July 14, 2011
Many in Washington are warning that – unless a compromise to raise the debt ceiling is reached – the U.S will default on its debt.
Moody’s has put the U.S. on a credit review for a possible downgrade due to the failure to reach a debt ceiling agreement.
But the American situation is different – both because we are the world’s largest economy and because raising the debt ceiling is different from the Greek plan.
Hopefully. But as Zero Hedge notes:
China Daily has just reported that according to the notorious … Dagong rating agency, “The US’ sovereign credit rating is likely to be downgraded regardless of whether the US Congress reaches an agreement on raising its statutory debt limit. “If the debt limit is raised and the public debt continues to grow, it will further damage the US’ debt-paying ability, which is a key factor in Dagong’s evaluation, and we will consider lowering its ratings accordingly,” said Guan Jianzhong, chairman and CEO of Dagong. “If the raised limit fails to pass and the US faces default, the rating will be immediately and substantially downgraded,” he said. According to Guan, the downgrading is really just “a matter of time and extent”.
From China Daily:
Dagong’s rating was downgraded from AA on Nov 9 after the US government announced a second round of quantitative easing (QE2).

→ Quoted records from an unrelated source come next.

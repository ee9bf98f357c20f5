//! Migration Runner - Executes migrations against the database
//!
//! Each pending migration runs in its own transaction together with the
//! ledger insert that records it. The first failure rolls back that
//! migration's transaction and stops the run; migrations committed before it
//! stay applied, so running again resumes where the failed run stopped.

use std::collections::HashSet;
use std::sync::Arc;

use chrono::{DateTime, Utc};

use crate::backends::{DatabasePool, DatabaseTransaction};
use crate::config::MigrationConfig;
use crate::error::{DatabaseError, DatabaseResult};
use crate::registry::MigrationRegistry;

use super::definitions::{Migration, MigrationRecord, MigrationRunResult};
use super::format_applied_at;
use super::ledger::Ledger;

/// Source of the timestamps written to the ledger
pub type Clock = Arc<dyn Fn() -> DateTime<Utc> + Send + Sync>;

/// Migration runner that executes registered migrations against a database
pub struct Migrator {
    pool: Arc<dyn DatabasePool>,
    migrations: Vec<Arc<dyn Migration>>,
    ledger: Ledger,
    clock: Clock,
}

impl Migrator {
    /// Create a migrator over a snapshot of the registry
    ///
    /// Fails with a registration error when two migrations share a version.
    pub fn new(
        pool: Arc<dyn DatabasePool>,
        registry: &MigrationRegistry,
        config: MigrationConfig,
    ) -> DatabaseResult<Self> {
        config.validate()?;

        let mut migrations = registry.all();
        migrations.sort_by(|a, b| a.version().cmp(b.version()));

        if let Some(pair) = migrations.windows(2).find(|pair| pair[0].version() == pair[1].version()) {
            let version = pair[0].version();
            tracing::error!(version, "Duplicate migration version registered");
            return Err(DatabaseError::Registration(format!(
                "Migration version {} is registered more than once",
                version
            )));
        }

        let ledger = Ledger::new(&config, pool.sql_dialect());

        Ok(Self {
            pool,
            migrations,
            ledger,
            clock: Arc::new(Utc::now),
        })
    }

    /// Replace the clock used to stamp ledger rows
    pub fn with_clock(mut self, clock: Clock) -> Self {
        self.clock = clock;
        self
    }

    /// Registered migrations, ascending by version
    pub fn migrations(&self) -> &[Arc<dyn Migration>] {
        &self.migrations
    }

    pub fn ledger(&self) -> &Ledger {
        &self.ledger
    }

    pub(crate) fn pool(&self) -> &dyn DatabasePool {
        self.pool.as_ref()
    }

    pub(crate) fn find(&self, version: &str) -> Option<&Arc<dyn Migration>> {
        self.migrations
            .binary_search_by(|m| m.version().cmp(version))
            .ok()
            .map(|index| &self.migrations[index])
    }

    /// Run all pending migrations
    pub async fn run_migrations(&self) -> DatabaseResult<MigrationRunResult> {
        let start_time = std::time::Instant::now();

        self.ledger.ensure_table(self.pool()).await?;

        let applied = self.ledger.applied(self.pool()).await?;
        let applied_versions: HashSet<&str> = applied.iter().map(|r| r.version.as_str()).collect();
        self.warn_orphaned(&applied);

        let pending: Vec<&Arc<dyn Migration>> = self
            .migrations
            .iter()
            .filter(|m| !applied_versions.contains(m.version()))
            .collect();
        let skipped_count = self.migrations.len() - pending.len();

        if pending.is_empty() {
            tracing::info!("Nothing to migrate");
            return Ok(MigrationRunResult {
                applied_count: 0,
                applied_migrations: Vec::new(),
                skipped_count,
                execution_time_ms: start_time.elapsed().as_millis(),
            });
        }

        tracing::info!(pending = pending.len(), "Running migrations");

        let mut applied_migrations = Vec::with_capacity(pending.len());
        for migration in pending {
            self.apply_migration(migration.as_ref()).await?;
            applied_migrations.push(migration.version().to_string());
        }

        Ok(MigrationRunResult {
            applied_count: applied_migrations.len(),
            applied_migrations,
            skipped_count,
            execution_time_ms: start_time.elapsed().as_millis(),
        })
    }

    /// Apply a single migration and record it, in one transaction
    async fn apply_migration(&self, migration: &dyn Migration) -> DatabaseResult<()> {
        let version = migration.version();
        tracing::info!(version, description = migration.description(), "Applying migration");

        let mut tx = self.pool.begin_transaction().await.map_err(|e| {
            tracing::error!(version, error = %e, "Failed to start migration transaction");
            DatabaseError::execution(version, e)
        })?;

        if let Err(e) = migration.up(tx.as_mut()).await {
            let err = DatabaseError::execution(version, e);
            return Err(abort(tx, err).await);
        }

        let record = MigrationRecord {
            version: version.to_string(),
            description: migration.description().to_string(),
            applied_at: format_applied_at(&(self.clock)()),
        };
        if let Err(e) = self.ledger.record(tx.as_mut(), &record).await {
            return Err(abort(tx, e).await);
        }

        tx.commit().await.map_err(|e| {
            let err = DatabaseError::Ledger(format!("Failed to commit migration {}: {}", version, e));
            tracing::error!(version, error = %err, "Migration failed");
            err
        })?;

        tracing::info!(version, "Migrated");
        Ok(())
    }

    fn warn_orphaned(&self, applied: &[MigrationRecord]) {
        for record in applied {
            if self.find(&record.version).is_none() {
                tracing::warn!(
                    version = record.version.as_str(),
                    "Ledger records a migration that is not registered"
                );
            }
        }
    }
}

impl std::fmt::Debug for Migrator {
    fn fmt(&self, f: &mut std::fmt::Formatter<'_>) -> std::fmt::Result {
        f.debug_struct("Migrator")
            .field("migrations", &self.migrations.len())
            .field("ledger", &self.ledger)
            .finish()
    }
}

/// Roll back a unit's transaction after `err`, log, and hand `err` back
pub(crate) async fn abort(tx: Box<dyn DatabaseTransaction>, err: DatabaseError) -> DatabaseError {
    tracing::error!(unit = err.unit().unwrap_or_default(), error = %err, "Rolling back failed unit");
    if let Err(rollback_err) = tx.rollback().await {
        tracing::warn!(error = %rollback_err, "Transaction rollback failed");
    }
    err
}
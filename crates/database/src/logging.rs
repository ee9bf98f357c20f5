//! # Structured Logging
//!
//! Subscriber setup for binaries that drive migrations and seeders. The
//! engine itself only emits `tracing` events; nothing is printed unless a
//! subscriber is installed.

use std::io;

use serde_json::{json, Value};
use tracing_subscriber::{fmt::Layer, layer::SubscriberExt, util::SubscriberInitExt, EnvFilter};

use crate::error::{DatabaseError, DatabaseResult};

/// Logging configuration for migration and seeding runs
#[derive(Debug, Clone)]
pub struct LoggingConfig {
    /// Log level filter (e.g., "info", "debug", "warn")
    pub level: String,
    /// Enable JSON structured logging (vs plain text)
    pub json_format: bool,
    /// Enable pretty printing for development
    pub pretty_print: bool,
    /// Include file and line number information
    pub include_location: bool,
    /// Custom fields reported when logging starts
    pub global_fields: serde_json::Map<String, Value>,
    /// Environment filter (e.g. "elif_database=debug,sqlx=warn")
    pub env_filter: Option<String>,
}

impl Default for LoggingConfig {
    fn default() -> Self {
        Self {
            level: "info".to_string(),
            json_format: false,
            pretty_print: false,
            include_location: false,
            global_fields: serde_json::Map::new(),
            env_filter: None,
        }
    }
}

impl LoggingConfig {
    /// JSON output at info level
    pub fn production() -> Self {
        Self {
            level: "info".to_string(),
            json_format: true,
            pretty_print: false,
            include_location: false,
            global_fields: env_field("production"),
            env_filter: Some("elif_database=info,sqlx=warn".to_string()),
        }
    }

    /// Pretty output with statement-level debug events
    pub fn development() -> Self {
        Self {
            level: "debug".to_string(),
            json_format: false,
            pretty_print: true,
            include_location: true,
            global_fields: env_field("development"),
            env_filter: Some("elif_database=debug,sqlx=info".to_string()),
        }
    }

    /// Errors only
    pub fn test() -> Self {
        Self {
            level: "error".to_string(),
            json_format: false,
            pretty_print: false,
            include_location: false,
            global_fields: env_field("test"),
            env_filter: Some("elif_database=error".to_string()),
        }
    }

    pub fn with_global_field<K, V>(mut self, key: K, value: V) -> Self
    where
        K: Into<String>,
        V: Into<Value>,
    {
        self.global_fields.insert(key.into(), value.into());
        self
    }

    pub fn with_env_filter<S: Into<String>>(mut self, filter: S) -> Self {
        self.env_filter = Some(filter.into());
        self
    }

    fn filter(&self) -> DatabaseResult<EnvFilter> {
        let directives = self.env_filter.as_deref().unwrap_or(&self.level);
        EnvFilter::try_from_default_env()
            .or_else(|_| EnvFilter::try_new(directives))
            .map_err(|e| {
                DatabaseError::Configuration(format!("Invalid log filter '{}': {}", directives, e))
            })
    }
}

fn env_field(env: &str) -> serde_json::Map<String, Value> {
    let mut fields = serde_json::Map::new();
    fields.insert("env".to_string(), json!(env));
    fields
}

/// Install a global subscriber
///
/// `RUST_LOG` takes precedence over the configured filter. Fails if a global
/// subscriber is already set.
pub fn init_logging(config: LoggingConfig) -> DatabaseResult<()> {
    let filter = config.filter()?;
    let registry = tracing_subscriber::registry().with(filter);

    let installed = if config.json_format {
        registry
            .with(
                Layer::new()
                    .with_writer(io::stdout)
                    .with_file(config.include_location)
                    .with_line_number(config.include_location)
                    .json(),
            )
            .try_init()
    } else if config.pretty_print {
        registry
            .with(
                Layer::new()
                    .with_writer(io::stdout)
                    .with_file(config.include_location)
                    .with_line_number(config.include_location)
                    .pretty(),
            )
            .try_init()
    } else {
        registry
            .with(
                Layer::new()
                    .with_writer(io::stdout)
                    .with_file(config.include_location)
                    .with_line_number(config.include_location),
            )
            .try_init()
    };
    installed.map_err(|e| DatabaseError::Configuration(format!("Logging already initialized: {}", e)))?;

    let mut init_msg = json!({
        "message": "Structured logging initialized",
        "level": config.level,
        "json_format": config.json_format,
    });
    for (key, value) in config.global_fields {
        init_msg[key] = value;
    }
    tracing::info!(target: "elif_database::logging", "{}", init_msg);

    Ok(())
}

#[cfg(test)]
mod tests {
    use super::*;

    #[test]
    fn test_presets() {
        let prod = LoggingConfig::production();
        assert!(prod.json_format);
        assert_eq!(prod.global_fields["env"], json!("production"));

        let dev = LoggingConfig::development();
        assert!(dev.pretty_print);
        assert!(dev.include_location);

        assert_eq!(LoggingConfig::test().level, "error");
    }

    #[test]
    fn test_builders() {
        let config = LoggingConfig::default()
            .with_global_field("service", "billing")
            .with_env_filter("elif_database=trace");

        assert_eq!(config.global_fields["service"], json!("billing"));
        assert_eq!(config.env_filter.as_deref(), Some("elif_database=trace"));
    }
}
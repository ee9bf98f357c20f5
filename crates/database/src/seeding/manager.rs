//! Seeder manager for running multiple seeders

use std::sync::Arc;

use serde::Serialize;

use crate::backends::DatabasePool;
use crate::config::SeedConfig;
use crate::error::{DatabaseError, DatabaseResult};
use crate::migrations::runner::abort;
use crate::registry::SeederRegistry;

use super::resolver::SeederResolver;
use super::seeder::Seeder;

/// A seeder that failed during a best-effort run
#[derive(Debug, Clone, PartialEq, Eq, Serialize)]
pub struct SeedFailure {
    pub name: String,
    pub error: String,
}

/// Result of running seeders
#[derive(Debug, Clone, Default, Serialize)]
pub struct SeedRunResult {
    /// Seeders that ran and committed, in execution order
    pub executed: Vec<String>,
    /// Seeders that failed and were rolled back (best-effort mode only)
    pub failed: Vec<SeedFailure>,
    /// Total execution time in milliseconds
    pub execution_time_ms: u128,
}

impl SeedRunResult {
    pub fn is_success(&self) -> bool {
        self.failed.is_empty()
    }
}

/// One seeder in a listing
#[derive(Debug, Clone, PartialEq, Eq, Serialize)]
pub struct SeederListEntry {
    pub name: String,
    pub dependencies: Vec<String>,
}

/// Seeders in run order, or registration order when resolution fails
#[derive(Debug, Clone, Serialize)]
pub struct SeederListing {
    pub entries: Vec<SeederListEntry>,
    /// `false` when the entries fell back to registration order
    pub resolved: bool,
    pub warning: Option<String>,
}

/// Runs registered seeders in dependency order
pub struct SeederManager {
    pool: Arc<dyn DatabasePool>,
    resolver: SeederResolver,
    config: SeedConfig,
}

impl SeederManager {
    pub fn new(
        pool: Arc<dyn DatabasePool>,
        registry: &SeederRegistry,
        config: SeedConfig,
    ) -> DatabaseResult<Self> {
        Ok(Self {
            pool,
            resolver: SeederResolver::new(registry)?,
            config,
        })
    }

    pub fn resolver(&self) -> &SeederResolver {
        &self.resolver
    }

    pub fn config(&self) -> &SeedConfig {
        &self.config
    }

    /// Run every seeder, or only `name` and its prerequisites
    ///
    /// Nothing runs if the order cannot be resolved. Seeders that depend on
    /// `name` are never run by a targeted call.
    pub async fn run_seeders(&self, name: Option<&str>) -> DatabaseResult<SeedRunResult> {
        let start_time = std::time::Instant::now();

        let seeders = match name.map(str::trim).filter(|n| !n.is_empty()) {
            Some(name) => self.resolver.resolve_for(name)?,
            None => self.resolver.resolve_all()?,
        };

        if seeders.is_empty() {
            tracing::info!("No seeders registered");
        } else {
            tracing::info!(count = seeders.len(), fail_fast = self.config.fail_fast, "Running seeders");
        }

        let mut result = SeedRunResult::default();
        for seeder in &seeders {
            match self.run_seeder(seeder.as_ref()).await {
                Ok(()) => result.executed.push(seeder.name().to_string()),
                Err(err) if self.config.fail_fast => return Err(err),
                Err(err) => {
                    tracing::warn!(seeder = seeder.name(), "Continuing after failed seeder");
                    result.failed.push(SeedFailure {
                        name: seeder.name().to_string(),
                        error: err.to_string(),
                    });
                }
            }
        }

        result.execution_time_ms = start_time.elapsed().as_millis();
        if result.is_success() {
            tracing::info!(executed = result.executed.len(), "Seeding completed");
        } else {
            tracing::warn!(
                executed = result.executed.len(),
                failed = result.failed.len(),
                "Seeding completed with failures"
            );
        }
        Ok(result)
    }

    /// Seeders with their declared dependencies, in the order they would run
    pub fn list_seeders(&self) -> SeederListing {
        let entry = |seeder: &Arc<dyn Seeder>| SeederListEntry {
            name: seeder.name().to_string(),
            dependencies: seeder.dependencies(),
        };

        match self.resolver.resolve_all() {
            Ok(order) => SeederListing {
                entries: order.iter().map(entry).collect(),
                resolved: true,
                warning: None,
            },
            Err(e) => {
                tracing::warn!(error = %e, "Seeder order unresolved, listing in registration order");
                SeederListing {
                    entries: self.resolver.seeders().iter().map(entry).collect(),
                    resolved: false,
                    warning: Some(e.to_string()),
                }
            }
        }
    }

    /// Run one seeder in its own transaction
    async fn run_seeder(&self, seeder: &dyn Seeder) -> DatabaseResult<()> {
        let name = seeder.name();
        tracing::info!(seeder = name, "Running seeder");

        let mut tx = self.pool.begin_transaction().await.map_err(|e| {
            tracing::error!(seeder = name, error = %e, "Failed to start seeder transaction");
            DatabaseError::execution(name, e)
        })?;

        if let Err(e) = seeder.run(tx.as_mut()).await {
            return Err(abort(tx, DatabaseError::execution(name, e)).await);
        }

        tx.commit().await.map_err(|e| {
            let err = DatabaseError::execution(name, e);
            tracing::error!(seeder = name, error = %err, "Seeder commit failed");
            err
        })?;

        tracing::info!(seeder = name, "Seeded");
        Ok(())
    }
}
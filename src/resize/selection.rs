// SPDX-License-Identifier: MPL-2.0
//! The container whose interaction is suspended while a gesture is in flight.

/// Ancestor container that stops reacting to the pointer during a drag, so the
/// drag does not select or activate anything underneath it.
pub trait SelectionHost {
    fn set_selectable(&mut self, selectable: bool);
}

impl SelectionHost for () {
    fn set_selectable(&mut self, _selectable: bool) {}
}

/// Host used by the resizable widget: when closed, mouse events are no longer
/// forwarded to the wrapped content.
#[derive(Debug, Clone, Copy, PartialEq, Eq)]
pub struct ContentGate {
    open: bool,
}

impl ContentGate {
    #[must_use]
    pub fn is_open(&self) -> bool {
        self.open
    }
}

impl Default for ContentGate {
    fn default() -> Self {
        Self { open: true }
    }
}

impl SelectionHost for ContentGate {
    fn set_selectable(&mut self, selectable: bool) {
        self.open = selectable;
    }
}

#[cfg(test)]
mod tests {
    use super::*;

    #[test]
    fn gate_starts_open() {
        assert!(ContentGate::default().is_open());
    }

    #[test]
    fn gate_follows_selectable_flag() {
        let mut gate = ContentGate::default();
        gate.set_selectable(false);
        assert!(!gate.is_open());
        gate.set_selectable(true);
        assert!(gate.is_open());
    }
}
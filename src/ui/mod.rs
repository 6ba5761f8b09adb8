// SPDX-License-Identifier: MPL-2.0
//! User interface components.
//!
//! # Widgets
//!
//! - [`widgets`] - Custom Iced widgets (resizable box)
//! - [`styles`] - Widget styling (box, handle, ghost overlay)
//!
//! # Shared Infrastructure
//!
//! - [`design_tokens`] - Design system constants (colors, opacity, spacing)
//! - [`theme`] - Theme colors and styling helpers
//! - [`theming`] - Light/Dark/System theme mode management

pub mod design_tokens;
pub mod styles;
pub mod theme;
pub mod theming;
pub mod widgets;
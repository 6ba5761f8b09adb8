// SPDX-License-Identifier: MPL-2.0
//! Top-level messages and runtime flags for the demo.

use crate::error::Result;
use crate::resize::{Direction, StepDelta};
use iced::Size;

/// Messages consumed by `App::update`.
#[derive(Debug, Clone)]
pub enum Message {
    ResizeStarted(StepDelta),
    ResizeStopped(StepDelta),
    ResizeStepped(StepDelta),
    Resized(Size),
    DirectionSelected(Direction),
    GhostResizeToggled(bool),
    LockAspectRatioToggled(bool),
    FullWidthToggled(bool),
    SaveSettings,
    ClearLog,
}

/// Runtime flags parsed from the command line.
#[derive(Debug, Clone, Default, PartialEq)]
pub struct Flags {
    /// Optional config directory override (for settings.toml).
    /// Takes precedence over `ICED_RESIZABLE_CONFIG_DIR` environment variable.
    pub config_dir: Option<String>,
    /// Overrides the configured resize direction.
    pub direction: Option<Direction>,
    /// Overrides the configured step.
    pub step: Option<f32>,
    /// Forces ghost resizing on.
    pub ghost: bool,
}

impl Flags {
    /// Parses `--config-dir <dir>`, `--direction <s|e|se>`, `--step <n>` and
    /// `--ghost`.
    pub fn from_args(mut args: pico_args::Arguments) -> Result<Self> {
        let flags = Flags {
            config_dir: args.opt_value_from_str("--config-dir")?,
            direction: args.opt_value_from_str("--direction")?,
            step: args.opt_value_from_str("--step")?,
            ghost: args.contains("--ghost"),
        };

        let remaining = args.finish();
        if !remaining.is_empty() {
            log::warn!("ignoring unexpected arguments: {remaining:?}");
        }

        Ok(flags)
    }
}

#[cfg(test)]
mod tests {
    use super::*;
    use crate::error::Error;

    fn args(values: &[&str]) -> pico_args::Arguments {
        pico_args::Arguments::from_vec(values.iter().map(|value| (*value).into()).collect())
    }

    #[test]
    fn no_arguments_gives_defaults() {
        let flags = Flags::from_args(args(&[])).expect("valid flags");
        assert_eq!(flags, Flags::default());
    }

    #[test]
    fn parses_all_flags() {
        let flags = Flags::from_args(args(&[
            "--config-dir",
            "/tmp/resizable",
            "--direction",
            "se",
            "--step",
            "10",
            "--ghost",
        ]))
        .expect("valid flags");

        assert_eq!(flags.config_dir.as_deref(), Some("/tmp/resizable"));
        assert_eq!(flags.direction, Some(Direction::SouthEast));
        assert_eq!(flags.step, Some(10.0));
        assert!(flags.ghost);
    }

    #[test]
    fn invalid_direction_is_a_cli_error() {
        let result = Flags::from_args(args(&["--direction", "north"]));
        assert!(matches!(result, Err(Error::Cli(_))));
    }
}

- A d v e r t i s e m e n t
“Raising the limit is just a legislative measure to allow the government to borrow more money, but it does not change the fact that the US lacks momentum for economic growth,” Guan said, adding that if the inflation and unemployment rates remain unchanged, the US government might turn to QE3.
The fundamental problem is that the US’ ability to generate wealth is far from compensating its increasing debt, and “paying debts by borrowing more is not a solution,” he said.
“Neither the $2 trillion QE nor raising the debt limit is an effective measure. And the sovereign debt crisis will continue,” Guan said, explaining that the US government spent huge amounts on consumption and social security, and had limited resources left for economic development
In fact, Dagong said last month that the U.S. had already defaulted.
Granted, Dagong is a Chinese rating agency which has a Chinese bias (just like Moody’s, S&P and Fitch have a U.S. bias … and they take bribes for higher ratings) and – as Zero Hedge notes in the above-linked article – Chinese and American rating agencies are in a war right now.
And S & P put the U.S. on a downgrade watch in April.
And as CNBC notes today:
A U.S. default isn’t a matter of “if” but “when,” David Murrin, chief investment officer at [UK-based] Emergent Asset Management, told CNBC.
“It’s inevitable that the U.S. will default—it’s essentially an empire which is overextended and in decline—and that its financial system will go with it,” he said.
The question is: Does the U.S. default when it is forced to by the outside world, probably the Chinese, or does it take the option to default on its own terms in such a way that it may have a strategic advantage, Murrin said.
And, yes, the Federal Reserve could go bust as well.